» **Task directions**:
First find the line with "pub fn truncate_chars(text: &str, max_chars: usize)" in the entries below, then set down exactly every line through the line with "line that is", that line included.
─── Given data ───
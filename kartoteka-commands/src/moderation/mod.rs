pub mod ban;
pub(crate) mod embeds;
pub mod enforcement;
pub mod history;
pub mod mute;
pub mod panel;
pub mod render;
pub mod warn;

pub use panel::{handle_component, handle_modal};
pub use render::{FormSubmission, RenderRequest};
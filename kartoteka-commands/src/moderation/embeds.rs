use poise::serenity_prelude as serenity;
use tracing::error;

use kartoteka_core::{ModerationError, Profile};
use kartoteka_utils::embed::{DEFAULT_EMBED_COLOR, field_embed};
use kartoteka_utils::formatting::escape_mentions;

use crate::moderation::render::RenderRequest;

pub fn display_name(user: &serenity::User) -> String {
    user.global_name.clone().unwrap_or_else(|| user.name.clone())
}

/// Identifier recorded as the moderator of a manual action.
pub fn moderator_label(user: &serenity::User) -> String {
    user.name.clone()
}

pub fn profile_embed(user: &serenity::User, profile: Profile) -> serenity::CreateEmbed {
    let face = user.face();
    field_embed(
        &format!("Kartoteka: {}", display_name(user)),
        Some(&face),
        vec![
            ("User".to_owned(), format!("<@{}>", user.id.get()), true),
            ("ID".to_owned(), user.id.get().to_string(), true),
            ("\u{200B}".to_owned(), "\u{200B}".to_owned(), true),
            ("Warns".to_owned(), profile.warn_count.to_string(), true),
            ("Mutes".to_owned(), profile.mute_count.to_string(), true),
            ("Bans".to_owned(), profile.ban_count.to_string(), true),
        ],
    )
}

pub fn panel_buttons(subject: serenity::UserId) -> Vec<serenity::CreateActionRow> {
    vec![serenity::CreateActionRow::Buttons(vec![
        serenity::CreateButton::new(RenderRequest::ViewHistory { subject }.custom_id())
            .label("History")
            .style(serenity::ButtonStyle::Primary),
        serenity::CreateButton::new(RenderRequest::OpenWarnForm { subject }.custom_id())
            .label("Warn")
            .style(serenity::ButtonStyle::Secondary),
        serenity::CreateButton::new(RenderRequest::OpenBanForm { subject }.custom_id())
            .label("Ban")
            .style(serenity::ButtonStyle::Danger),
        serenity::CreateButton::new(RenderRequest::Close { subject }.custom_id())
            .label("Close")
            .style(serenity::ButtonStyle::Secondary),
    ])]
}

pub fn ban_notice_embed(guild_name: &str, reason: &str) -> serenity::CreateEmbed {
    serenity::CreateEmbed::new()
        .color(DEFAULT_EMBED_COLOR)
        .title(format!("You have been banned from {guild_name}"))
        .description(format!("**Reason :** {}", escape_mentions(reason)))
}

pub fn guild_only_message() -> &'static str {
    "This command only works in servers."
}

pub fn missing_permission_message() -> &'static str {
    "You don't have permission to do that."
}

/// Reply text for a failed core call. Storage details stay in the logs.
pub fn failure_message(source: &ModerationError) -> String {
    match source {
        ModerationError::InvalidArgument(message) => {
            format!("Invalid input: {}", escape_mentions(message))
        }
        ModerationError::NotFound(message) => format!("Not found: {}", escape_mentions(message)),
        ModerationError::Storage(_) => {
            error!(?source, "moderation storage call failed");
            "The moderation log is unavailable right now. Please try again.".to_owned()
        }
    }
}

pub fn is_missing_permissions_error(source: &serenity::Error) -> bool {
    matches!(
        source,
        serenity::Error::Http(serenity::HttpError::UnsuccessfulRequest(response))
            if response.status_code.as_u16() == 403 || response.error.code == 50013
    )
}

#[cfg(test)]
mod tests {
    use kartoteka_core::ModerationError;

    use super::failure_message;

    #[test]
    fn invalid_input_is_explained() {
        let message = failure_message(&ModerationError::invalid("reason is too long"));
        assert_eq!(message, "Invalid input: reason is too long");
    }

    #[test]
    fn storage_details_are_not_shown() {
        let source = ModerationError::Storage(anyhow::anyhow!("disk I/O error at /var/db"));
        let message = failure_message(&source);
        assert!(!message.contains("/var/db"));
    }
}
───
─── Given data ───
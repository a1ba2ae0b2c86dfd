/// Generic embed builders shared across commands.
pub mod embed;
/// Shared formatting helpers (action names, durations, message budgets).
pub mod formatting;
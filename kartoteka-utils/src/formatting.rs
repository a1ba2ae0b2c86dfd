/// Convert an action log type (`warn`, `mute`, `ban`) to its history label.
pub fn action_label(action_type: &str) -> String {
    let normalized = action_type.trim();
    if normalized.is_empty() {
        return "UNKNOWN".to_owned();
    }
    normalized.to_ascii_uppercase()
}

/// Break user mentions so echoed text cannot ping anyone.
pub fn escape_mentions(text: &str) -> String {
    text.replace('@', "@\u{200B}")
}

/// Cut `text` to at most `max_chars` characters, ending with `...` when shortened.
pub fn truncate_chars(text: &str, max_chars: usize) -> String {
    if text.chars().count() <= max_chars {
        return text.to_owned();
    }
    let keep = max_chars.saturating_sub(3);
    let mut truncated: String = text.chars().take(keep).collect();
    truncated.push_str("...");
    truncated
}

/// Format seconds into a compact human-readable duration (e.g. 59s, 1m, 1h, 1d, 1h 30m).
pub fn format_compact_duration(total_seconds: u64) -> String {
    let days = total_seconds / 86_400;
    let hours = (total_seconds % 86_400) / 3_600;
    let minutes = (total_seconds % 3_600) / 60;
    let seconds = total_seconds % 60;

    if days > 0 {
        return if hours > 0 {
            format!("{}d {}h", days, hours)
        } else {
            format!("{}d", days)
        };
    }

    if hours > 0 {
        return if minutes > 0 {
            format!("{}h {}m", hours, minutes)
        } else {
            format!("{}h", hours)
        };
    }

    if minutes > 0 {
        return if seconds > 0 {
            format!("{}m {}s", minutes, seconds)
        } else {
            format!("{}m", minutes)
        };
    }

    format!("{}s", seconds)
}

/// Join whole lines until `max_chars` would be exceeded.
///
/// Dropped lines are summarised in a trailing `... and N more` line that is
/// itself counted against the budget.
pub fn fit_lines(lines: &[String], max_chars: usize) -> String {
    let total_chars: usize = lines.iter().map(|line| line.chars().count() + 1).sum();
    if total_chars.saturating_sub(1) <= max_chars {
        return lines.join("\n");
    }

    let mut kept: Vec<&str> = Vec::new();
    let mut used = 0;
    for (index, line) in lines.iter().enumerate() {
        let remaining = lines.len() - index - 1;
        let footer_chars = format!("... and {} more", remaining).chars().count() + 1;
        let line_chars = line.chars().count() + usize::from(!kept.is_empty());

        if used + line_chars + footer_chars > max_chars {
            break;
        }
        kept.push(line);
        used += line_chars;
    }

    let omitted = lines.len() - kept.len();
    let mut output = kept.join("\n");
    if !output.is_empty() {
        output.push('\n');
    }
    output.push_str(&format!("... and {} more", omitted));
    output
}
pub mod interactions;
───
─── Given data ───
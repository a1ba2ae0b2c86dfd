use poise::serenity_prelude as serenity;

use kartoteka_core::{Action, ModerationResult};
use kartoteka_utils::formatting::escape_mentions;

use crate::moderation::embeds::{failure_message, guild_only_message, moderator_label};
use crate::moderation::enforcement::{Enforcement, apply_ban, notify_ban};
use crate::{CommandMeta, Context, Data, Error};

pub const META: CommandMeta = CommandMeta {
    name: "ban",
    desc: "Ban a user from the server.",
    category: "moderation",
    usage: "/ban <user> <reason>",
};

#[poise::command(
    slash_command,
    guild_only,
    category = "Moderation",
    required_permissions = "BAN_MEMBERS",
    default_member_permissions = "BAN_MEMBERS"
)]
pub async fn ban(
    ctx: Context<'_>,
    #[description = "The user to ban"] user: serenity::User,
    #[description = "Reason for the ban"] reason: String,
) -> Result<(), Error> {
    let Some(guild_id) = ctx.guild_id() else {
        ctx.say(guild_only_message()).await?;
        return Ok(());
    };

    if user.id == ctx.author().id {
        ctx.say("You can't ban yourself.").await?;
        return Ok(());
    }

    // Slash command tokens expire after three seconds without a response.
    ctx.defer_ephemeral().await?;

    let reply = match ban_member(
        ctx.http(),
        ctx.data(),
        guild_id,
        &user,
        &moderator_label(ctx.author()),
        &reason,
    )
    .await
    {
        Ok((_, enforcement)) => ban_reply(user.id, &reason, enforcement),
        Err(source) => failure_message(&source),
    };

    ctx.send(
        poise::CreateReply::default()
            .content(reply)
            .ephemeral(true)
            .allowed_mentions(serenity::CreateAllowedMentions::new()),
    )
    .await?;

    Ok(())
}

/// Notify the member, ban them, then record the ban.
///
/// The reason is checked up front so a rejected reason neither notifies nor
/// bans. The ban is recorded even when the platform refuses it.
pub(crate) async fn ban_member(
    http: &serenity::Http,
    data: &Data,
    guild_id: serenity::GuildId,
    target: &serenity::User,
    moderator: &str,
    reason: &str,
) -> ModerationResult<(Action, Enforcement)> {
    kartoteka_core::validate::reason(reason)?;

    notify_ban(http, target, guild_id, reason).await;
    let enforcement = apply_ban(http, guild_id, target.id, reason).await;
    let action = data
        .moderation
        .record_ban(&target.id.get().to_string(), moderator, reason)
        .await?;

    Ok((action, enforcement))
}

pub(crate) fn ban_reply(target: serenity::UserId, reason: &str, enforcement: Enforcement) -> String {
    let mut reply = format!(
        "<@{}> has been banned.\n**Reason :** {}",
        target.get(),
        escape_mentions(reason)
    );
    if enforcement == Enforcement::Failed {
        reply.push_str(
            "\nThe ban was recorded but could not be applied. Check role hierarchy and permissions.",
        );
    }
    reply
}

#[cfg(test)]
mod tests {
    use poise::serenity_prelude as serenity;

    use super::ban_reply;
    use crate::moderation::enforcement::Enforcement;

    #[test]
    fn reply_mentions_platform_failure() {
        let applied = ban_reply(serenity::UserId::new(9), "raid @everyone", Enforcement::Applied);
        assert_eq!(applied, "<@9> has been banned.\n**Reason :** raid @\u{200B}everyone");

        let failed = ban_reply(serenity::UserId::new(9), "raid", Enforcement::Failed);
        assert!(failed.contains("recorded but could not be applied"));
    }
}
───
» **Task response**:
pub fn truncate_chars(text: &str, max_chars: usize) -> String {
    if text.chars().count() <= max_chars {
        return text.to_owned();
    }
    let keep = max_chars.saturating_sub(3);
    let mut truncated: String = text.chars().take(keep).collect();
    truncated.push_str("...");
    truncated
}

/// Format seconds into a compact human-readable duration (e.g. 59s, 1m, 1h, 1d, 1h 30m).
pub fn format_compact_duration(total_seconds: u64) -> String {
    let days = total_seconds / 86_400;
    let hours = (total_seconds % 86_400) / 3_600;
    let minutes = (total_seconds % 3_600) / 60;
    let seconds = total_seconds % 60;

    if days > 0 {
        return if hours > 0 {
            format!("{}d {}h", days, hours)
        } else {
            format!("{}d", days)
        };
    }

    if hours > 0 {
        return if minutes > 0 {
            format!("{}h {}m", hours, minutes)
        } else {
            format!("{}h", hours)
        };
    }

    if minutes > 0 {
        return if seconds > 0 {
            format!("{}m {}s", minutes, seconds)
        } else {
            format!("{}m", minutes)
        };
    }

    format!("{}s", seconds)
}

/// Join whole lines until `max_chars` would be exceeded.
///
/// Dropped lines are summarised in a trailing `... and N more` line that is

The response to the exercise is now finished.